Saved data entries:
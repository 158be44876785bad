// Path: crates/vmcore-types/src/lib.rs
#![cfg_attr(
    not(test),
    deny(
        clippy::unwrap_used,
        clippy::expect_used,
        clippy::panic,
        clippy::unimplemented,
        clippy::todo,
        clippy::indexing_slicing
    )
)]

//! # vmcore-types
//!
//! Core identifiers, the prefix-trie codec, the digest type, the HTTP-shaped
//! status/response model, and the block-wide error taxonomy shared by every
//! other crate in the execution core.

pub mod access;
pub mod digest;
pub mod error;
pub mod http;
pub mod ident;
pub mod prefix_trie;

pub use access::{AccessType, DeclaredAccess};
pub use digest::Digest;
pub use error::{ApplicationError, BlockError, ErrorCode, InternalError};
pub use http::{HttpRequest, HttpResponse, StatusCode};
pub use ident::{FullID, LongID, LongLongID, VarLenFullID};
#[cfg(test)]
mod tests {
    use super::*;
    use crate::dispatcher::{AppHandle, AppLoader, FnDispatcher};
    use std::collections::HashMap;
    use std::time::Duration;
    use vmcore_heap::{build_modifier, AccessMap};
    use vmcore_storage::ChunkIndex;

    struct TestLoader {
        apps: Mutex<HashMap<LongID, AppHandle>>,
    }

    impl TestLoader {
        fn new() -> Self {
            Self { apps: Mutex::new(HashMap::new()) }
        }

        fn register(&self, app_id: LongID, dispatcher: Arc<dyn crate::dispatcher::Dispatcher>) {
            self.apps.lock().insert(
                app_id,
                AppHandle {
                    app_id,
                    version: 1,
                    dispatcher,
                },
            );
        }
    }

    impl AppLoader for TestLoader {
        fn load(&self, app_id: LongID) -> Option<AppHandle> {
            self.apps.lock().get(&app_id).cloned()
        }
        fn unload(&self, _handle: AppHandle) {}
    }

    fn empty_heap() -> HeapModifier {
        let index = ChunkIndex::build(&[], &[], std::collections::BTreeMap::new()).expect("empty index always builds");
        build_modifier(&index, &AccessMap::new()).expect("empty access map always builds")
    }

    fn empty_execution(loader: Arc<dyn AppLoader>) -> RequestExecution {
        RequestExecution::new(empty_heap(), FailureManager::new(HashSet::new(), HashSet::new()), HashSet::new(), loader)
    }

    fn execution_declaring(loader: Arc<dyn AppLoader>, declared: HashSet<LongID>) -> RequestExecution {
        RequestExecution::new(empty_heap(), FailureManager::new(HashSet::new(), HashSet::new()), declared, loader)
    }

    #[test]
    fn reentrant_self_call_is_rejected_with_status_523() {
        let loader = Arc::new(TestLoader::new());
        let app: LongID = LongID(22);
        loader.register(
            app,
            Arc::new(FnDispatcher(move |ctx: &mut DispatchCtx<'_>, _req: &HttpRequest| {
                ctx.enter_area()?;
                let inner = HttpRequest::new("GET", "/", Vec::new());
                let result = ctx.dependant_call(255, app, &inner);
                ctx.exit_area();
                result
            })),
        );
        let execution = execution_declaring(loader.clone(), HashSet::from([app]));
        let executor = ControlledExecutor::new(loader);
        let response = executor.invoke_dispatcher(&execution, app, &HttpRequest::new("GET", "/", Vec::new()), 10_000);
        assert_eq!(response.status, StatusCode::ReentrancyAttempt);
    }

    #[test]
    fn a_call_exceeding_its_time_budget_reports_execution_timeout() {
        let loader = Arc::new(TestLoader::new());
        let app: LongID = LongID(1);
        loader.register(
            app,
            Arc::new(FnDispatcher(|_ctx: &mut DispatchCtx<'_>, _req: &HttpRequest| {
                thread::sleep(Duration::from_millis(50));
                Ok(HttpResponse::ok("test", Vec::new()))
            })),
        );
        // invocation id 0 is a declared cpu-time failure: a 150us/gas budget
        // against a single gas unit gives a timeout far shorter than the sleep.
        let failures = FailureManager::new(HashSet::new(), HashSet::from([0u64]));
        let execution = RequestExecution::new(empty_heap(), failures, HashSet::new(), loader.clone());
        let executor = ControlledExecutor::new(loader);
        let response = executor.invoke_dispatcher(&execution, app, &HttpRequest::new("GET", "/", Vec::new()), 1);
        assert_eq!(response.status, StatusCode::ExecutionTimeout);
    }

    #[test]
    fn sibling_requests_are_unaffected_by_a_failed_invocation() {
        let loader = Arc::new(TestLoader::new());
        let ok_app: LongID = LongID(2);
        let fail_app: LongID = LongID(3);
        loader.register(ok_app, Arc::new(FnDispatcher(|_ctx: &mut DispatchCtx<'_>, _req: &HttpRequest| Ok(HttpResponse::ok("test", b"fine".to_vec())))));
        loader.register(fail_app, Arc::new(FnDispatcher(|ctx: &mut DispatchCtx<'_>, _req: &HttpRequest| ctx.revert("boom"))));

        let execution = empty_execution(loader.clone());
        let executor = ControlledExecutor::new(loader);
        let failed = executor.invoke_dispatcher(&execution, fail_app, &HttpRequest::new("GET", "/", Vec::new()), 10_000);
        assert_eq!(failed.status, StatusCode::BadRequest);

        let ok = executor.invoke_dispatcher(&execution, ok_app, &HttpRequest::new("GET", "/", Vec::new()), 10_000);
        assert_eq!(ok.status, StatusCode::Ok);
        assert_eq!(ok.body, b"fine");
    }

    #[test]
    fn deferred_call_failure_does_not_propagate_to_the_caller() {
        let loader = Arc::new(TestLoader::new());
        let caller: LongID = LongID(4);
        let callee: LongID = LongID(5);
        loader.register(callee, Arc::new(FnDispatcher(|ctx: &mut DispatchCtx<'_>, _req: &HttpRequest| ctx.revert("callee always fails"))));
        loader.register(
            caller,
            Arc::new(FnDispatcher(move |ctx: &mut DispatchCtx<'_>, _req: &HttpRequest| {
                ctx.invoke_deferred(callee, HttpRequest::new("GET", "/", Vec::new()));
                Ok(HttpResponse::ok("test", b"caller-ok".to_vec()))
            })),
        );
        let execution = empty_execution(loader.clone());
        let executor = ControlledExecutor::new(loader);
        let response = executor.invoke_dispatcher(&execution, caller, &HttpRequest::new("GET", "/", Vec::new()), 10_000);
        assert_eq!(response.status, StatusCode::Ok);
        assert_eq!(response.body, b"caller-ok");
    }

    #[test]
    fn depth_beyond_the_limit_is_rejected_before_dispatch() {
        let loader = Arc::new(TestLoader::new());
        let app: LongID = LongID(6);
        loader.register(
            app,
            Arc::new(FnDispatcher(move |ctx: &mut DispatchCtx<'_>, req: &HttpRequest| ctx.dependant_call(255, app, req))),
        );
        let execution = execution_declaring(loader.clone(), HashSet::from([app]));
        let executor = ControlledExecutor::new(loader);
        let response = executor.invoke_dispatcher(&execution, app, &HttpRequest::new("GET", "/", Vec::new()), 1_000_000_000);
        assert_eq!(response.status, StatusCode::LimitExceeded);
    }

    #[test]
    fn dispatch_ctx_add_int_accumulates_across_invocations_of_the_same_request() {
        use std::collections::BTreeMap as Map;
        use vmcore_storage::{ChunkBoundsInfo, Page};
        use vmcore_types::{AccessType, DeclaredAccess, FullID, VarLenFullID};

        let id = FullID::new(LongID(30), LongID(31), LongID(32));
        let var_id = VarLenFullID::encode(&id).unwrap();
        let page = Page::new_empty(var_id, 16, 0, true).unwrap();
        let mut bounds = Map::new();
        bounds.insert(
            id,
            ChunkBoundsInfo {
                size_lower_bound: 0,
                size_upper_bound: 16,
            },
        );
        let index = ChunkIndex::build(&[], &[page], bounds).unwrap();
        let chunk = index.get_chunk(&id).unwrap();

        let mut access_map = AccessMap::new();
        access_map.insert(
            (id.app, id.id),
            vec![
                DeclaredAccess {
                    offset: -2,
                    size: 0,
                    access_type: AccessType::ReadOnly,
                    request_id: 0,
                    new_size: None,
                },
                DeclaredAccess {
                    offset: 0,
                    size: 8,
                    access_type: AccessType::IntAdditive,
                    request_id: 0,
                    new_size: None,
                },
            ],
        );
        let modifier = build_modifier(&index, &access_map).unwrap();

        let loader = Arc::new(TestLoader::new());
        let app = id.app;
        let chunk_id = id.id;
        loader.register(
            app,
            Arc::new(FnDispatcher(move |ctx: &mut DispatchCtx<'_>, _req: &HttpRequest| {
                ctx.load_chunk(chunk_id)?;
                ctx.add_int::<u64>(0, 1234)?;
                ctx.save_version()?;
                ctx.add_int::<u64>(0, 556_677)?;
                Ok(HttpResponse::ok("test", Vec::new()))
            })),
        );

        let execution = RequestExecution::new(modifier, FailureManager::new(HashSet::new(), HashSet::new()), HashSet::new(), loader.clone());
        let executor = ControlledExecutor::new(loader);
        let response = executor.invoke_dispatcher(&execution, app, &HttpRequest::new("GET", "/", Vec::new()), 10_000);
        assert_eq!(response.status, StatusCode::Ok);

        execution.heap().lock().write_to_heap(|_app, _chunk| Some(chunk.clone())).unwrap();
        let bytes = chunk.read_at(0, 8).unwrap();
        assert_eq!(u64::from_le_bytes(bytes.try_into().unwrap()), 557_911);
    }
}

[DIRECTIONS FOR THIS TASK] Return nothing but the lines from the top of the records above through the line that has "pub mod digest;". Keep each one exact.

[SOLVED PROBLEM]
repository 158be44876785bad
// Path: crates/vmcore-types/src/lib.rs
#![cfg_attr(
    not(test),
    deny(
        clippy::unwrap_used,
        clippy::expect_used,
        clippy::panic,
        clippy::unimplemented,
        clippy::todo,
        clippy::indexing_slicing
    )
)]

//! # vmcore-types
//!
//! Core identifiers, the prefix-trie codec, the digest type, the HTTP-shaped
//! status/response model, and the block-wide error taxonomy shared by every
//! other crate in the execution core.

pub mod access;
pub mod digest;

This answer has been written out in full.